D’un point de vue thermique, les mers des façades métropolitaines peuvent se diviser sur la  verticale en 3 zones distinctes :

  • Une couche de surface d’une épaisseur de 20 à 30 m, directement sous l’influence du cycle saisonnier. Sa température varie de 7-9°c en hiver à 20°c en été pour la façade Manche – Atlantique, et de 10-12°c à 25°c pour la Méditerranée. Cette couche n’est pas uniforme et peut disparaître localement sous l’effet du mélange induit par les courants de marée (Manche, mer du Nord, mers Celtiques) ou de forts coups de vent faisant remonter en surface des eaux froides de couches plus profondes (golfe de Gascogne, Méditerranée) ;

  • Lorsque le plateau continental est plus profond que la couche de surface, les masses d’eau sont isolées du réchauffement printanier. Elles conservent plus ou moins leur température hivernale en se réchauffant tout de même lentement du printemps à l’automne. Sur la façade atlantique, en Manche et en mer du Nord, cette température varie de 9 à 13°c,  tandis qu’elle fluctue de 12 à 16°c sur le plateau du golfe du Lion, en Méditerranée ;

  • Sur les plaines abyssales de Méditerranée Nord-Occidentale et du golfe de Gascogne, les températures sont quasiment constantes : autour de 12-13°c en Méditerranée et de 6 à 13°c dans le golfe de Gascogne. Leurs différences indiquent la présence des différentes masses d’eau.

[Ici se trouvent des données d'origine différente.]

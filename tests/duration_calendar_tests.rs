use chrono::{Duration, Weekday};
use rtaskledger::utils::date::{last_weekday, next_weekday};
use rtaskledger::utils::formatting::{format_date, format_month, format_week};
use rtaskledger::utils::jalali::{JalaliDate, days_in_month, is_leap_year};
use rtaskledger::utils::{format_duration, parse_duration};

mod common;
use common::date;

#[test]
fn test_parse_and_format_hours_minutes() {
    let d = parse_duration("02:15").unwrap();
    assert_eq!(d, Duration::minutes(135));
    assert_eq!(format_duration(d, true), "02:15:00");
    assert_eq!(format_duration(d, false), "02:15");
}

#[test]
fn test_parse_with_seconds_and_whitespace() {
    assert_eq!(parse_duration(" 1:05:30 "), Some(Duration::seconds(3930)));
    assert_eq!(parse_duration("0:00"), Some(Duration::zero()));
}

#[test]
fn test_parse_rejects_malformed_text() {
    assert_eq!(parse_duration(""), None);
    assert_eq!(parse_duration("   "), None);
    assert_eq!(parse_duration("abc"), None);
    assert_eq!(parse_duration("12"), None);
    assert_eq!(parse_duration("1:2:3:4"), None);
    assert_eq!(parse_duration("-1:00"), None);
    assert_eq!(parse_duration("1:x5"), None);
}

#[test]
fn test_parse_rejects_out_of_range_values() {
    // representable as i64 seconds, too large for a duration
    assert_eq!(parse_duration("99999999999999:00"), None);
    // overflows the hours-to-seconds multiplication
    assert_eq!(parse_duration("9223372036854775807:00"), None);
    // does not fit in i64 at all
    assert_eq!(parse_duration("99999999999999999999:00"), None);
    assert_eq!(parse_duration("1:99999999999999999"), None);
}

#[test]
fn test_parse_persian_and_arabic_digits() {
    assert_eq!(parse_duration("۰۲:۱۵"), Some(Duration::minutes(135)));
    assert_eq!(parse_duration("٠١:٣٠:٠٥"), Some(Duration::seconds(5405)));
    // other non-ASCII digits are still rejected
    assert_eq!(parse_duration("१:३०"), None);
}

#[test]
fn test_format_does_not_wrap_hours() {
    assert_eq!(format_duration(Duration::hours(45), true), "45:00:00");
    assert_eq!(format_duration(Duration::milliseconds(90_999), true), "00:01:30");
}

#[test]
fn test_jalali_new_year_boundaries() {
    assert_eq!(
        JalaliDate::from_gregorian(date("2024-03-20")),
        JalaliDate::new(1403, 1, 1)
    );
    assert_eq!(
        JalaliDate::from_gregorian(date("2025-03-20")),
        JalaliDate::new(1403, 12, 30)
    );
    assert_eq!(
        JalaliDate::from_gregorian(date("2025-03-21")),
        JalaliDate::new(1404, 1, 1)
    );
    assert_eq!(
        JalaliDate::from_gregorian(date("2024-09-22")),
        JalaliDate::new(1403, 7, 1)
    );
}

#[test]
fn test_jalali_back_to_gregorian() {
    let mehr_1 = JalaliDate::new(1403, 7, 1).unwrap();
    assert_eq!(mehr_1.to_gregorian(), Some(date("2024-09-22")));

    let esfand_30 = JalaliDate::new(1403, 12, 30).unwrap();
    assert_eq!(esfand_30.to_gregorian(), Some(date("2025-03-20")));
}

#[test]
fn test_jalali_month_lengths() {
    assert_eq!(is_leap_year(1403), Some(true));
    assert_eq!(is_leap_year(1404), Some(false));
    assert_eq!(days_in_month(1403, 6), Some(31));
    assert_eq!(days_in_month(1403, 7), Some(30));
    assert_eq!(days_in_month(1403, 12), Some(30));
    assert_eq!(days_in_month(1404, 12), Some(29));
    assert_eq!(JalaliDate::new(1404, 12, 30), None);
}

#[test]
fn test_jalali_month_navigation() {
    let d = JalaliDate::new(1403, 12, 10).unwrap();
    assert_eq!(d.next_month_start(), JalaliDate::new(1404, 1, 1).unwrap());
    assert_eq!(d.last_of_month(), JalaliDate::new(1403, 12, 30));

    let d = JalaliDate::new(1404, 1, 5).unwrap();
    assert_eq!(d.previous_month_end(), JalaliDate::new(1403, 12, 30));
}

#[test]
fn test_persian_week_helpers() {
    // 2024-10-01 is a Tuesday
    let tue = date("2024-10-01");
    assert_eq!(last_weekday(Weekday::Fri, tue), date("2024-09-27"));
    assert_eq!(next_weekday(Weekday::Sat, tue), date("2024-10-05"));

    let fri = date("2024-10-04");
    assert_eq!(last_weekday(Weekday::Fri, fri), fri);
}

#[test]
fn test_jalali_labels() {
    assert_eq!(format_date(date("2024-03-20")), "1403/01/01");

    let start = JalaliDate::new(1403, 7, 7).unwrap();
    let end = JalaliDate::new(1403, 7, 13).unwrap();
    assert_eq!(format_week(start, end), "1403/7 7 - 13");

    let start = JalaliDate::new(1403, 7, 28).unwrap();
    let end = JalaliDate::new(1403, 8, 4).unwrap();
    assert_eq!(format_week(start, end), "1403 7/28 - 8/4");

    assert_eq!(format_month(start), "1403/07");
}
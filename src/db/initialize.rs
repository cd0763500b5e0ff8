use crate::db::migrate::run_pending_migrations;
use crate::db::pool::DbPool;
use crate::errors::AppResult;
use rusqlite::Connection;

/// Initialize the database.
/// Delegates all schema creation / upgrades to the migration engine.
pub fn init_db(conn: &Connection) -> AppResult<()> {
    run_pending_migrations(conn)?;
    Ok(())
}

/// Open the database and make sure the schema is current.
pub fn open_db(path: &str) -> AppResult<DbPool> {
    let pool = DbPool::new(path)?;
    init_db(&pool.conn)?;
    Ok(pool)
}
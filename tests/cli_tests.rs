use predicates::prelude::PredicateBooleanExt;
use predicates::str::contains;
use std::fs;

mod common;
use common::{SAMPLE_SHEET, rti, setup_test_db, temp_sheet};

#[test]
fn test_init_creates_database() {
    let db_path = setup_test_db("cli_init");

    rti()
        .args(["--db", &db_path, "--test", "init"])
        .assert()
        .success()
        .stdout(contains("initialization completed"));

    assert!(fs::metadata(&db_path).is_ok());
}

#[test]
fn test_sync_from_csv_sheet() {
    let db_path = setup_test_db("cli_sync");
    let sheet = temp_sheet("cli_sync", SAMPLE_SHEET);

    rti()
        .args(["--db", &db_path, "--test", "init"])
        .assert()
        .success();

    rti()
        .args(["--db", &db_path, "--csv", &sheet, "sync"])
        .assert()
        .success()
        .stdout(contains("Successful!"))
        .stdout(contains("01:30:00"));

    let content = fs::read_to_string(&sheet).unwrap();
    assert!(content.contains("Primary weekly,10:30:00"));
    assert!(content.contains("work: Write,01:30:00,,,,01:30"));

    rti()
        .args(["--db", &db_path, "tasks"])
        .assert()
        .success()
        .stdout(contains("work: Write").and(contains("Chess")));

    rti()
        .args(["--db", &db_path, "log", "--print"])
        .assert()
        .success()
        .stdout(contains("reconcile").and(contains("averages")));
}

#[test]
fn test_sync_for_yesterday_accepts_loose_bools() {
    let db_path = setup_test_db("cli_sync_yesterday");
    let sheet = temp_sheet("cli_sync_yesterday", SAMPLE_SHEET);

    rti()
        .args(["--db", &db_path, "--csv", &sheet, "sync", "--today", "F"])
        .assert()
        .success()
        .stdout(contains("Successful!"));
}

#[test]
fn test_sync_rejects_bad_bool() {
    let db_path = setup_test_db("cli_bad_bool");

    rti()
        .args(["--db", &db_path, "sync", "-t", "maybe"])
        .assert()
        .failure()
        .stderr(contains("is not of type bool"));
}

#[test]
fn test_sync_with_missing_sheet_fails() {
    let db_path = setup_test_db("cli_missing_sheet");

    rti()
        .args(["--db", &db_path, "--csv", "/nonexistent/sheet.csv", "sync"])
        .assert()
        .failure()
        .stderr(contains("CSV sheet not found"));
}

#[test]
fn test_sync_with_short_layout_fails() {
    let db_path = setup_test_db("cli_short_layout");
    let sheet = temp_sheet(
        "cli_short_layout",
        &[&["Task", ""], &["Write", ""], &["", ""], &["Walk", ""], &["", ""], &["Stat", ""]],
    );

    rti()
        .args(["--db", &db_path, "--csv", &sheet, "sync"])
        .assert()
        .failure()
        .stderr(contains("Sheet layout error"));
}

#[test]
fn test_report_on_empty_database() {
    let db_path = setup_test_db("cli_report_empty");

    rti()
        .args(["--db", &db_path, "report"])
        .assert()
        .success()
        .stdout(contains("No recorded durations yet"));
}

#[test]
fn test_entries_rejects_bad_date() {
    let db_path = setup_test_db("cli_entries_bad_date");

    rti()
        .args(["--db", &db_path, "entries", "--date", "2024-13-40"])
        .assert()
        .failure()
        .stderr(contains("Invalid date format"));
}

#[test]
fn test_db_check_passes_after_sync() {
    let db_path = setup_test_db("cli_db_check");
    let sheet = temp_sheet("cli_db_check", SAMPLE_SHEET);

    rti()
        .args(["--db", &db_path, "--csv", &sheet, "sync"])
        .assert()
        .success();

    rti()
        .args(["--db", &db_path, "db", "--check", "--info"])
        .assert()
        .success()
        .stdout(contains("Integrity check passed"));
}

Concernant la teneur en sel, le cycle saisonnier est très faible en dehors des zones très côtières soumises aux ruissellements terrestres et aux cours d’eau côtiers, et dans les panaches des grands fleuves (Seine, Loire, Gironde, Rhône). La salinité moyenne décroit lentement du Sud du golfe de Gascogne (35,5 PSU) au Pas de Calais (35 PSU). Elle est nettement plus élevée en Méditerranée (37,5-38,5 PSU). Comme pour la température, sur la plaine abyssale, il est possible de séparer les masses d’eau et de quantifier leurs mélanges en examinant les faibles variations de salinité.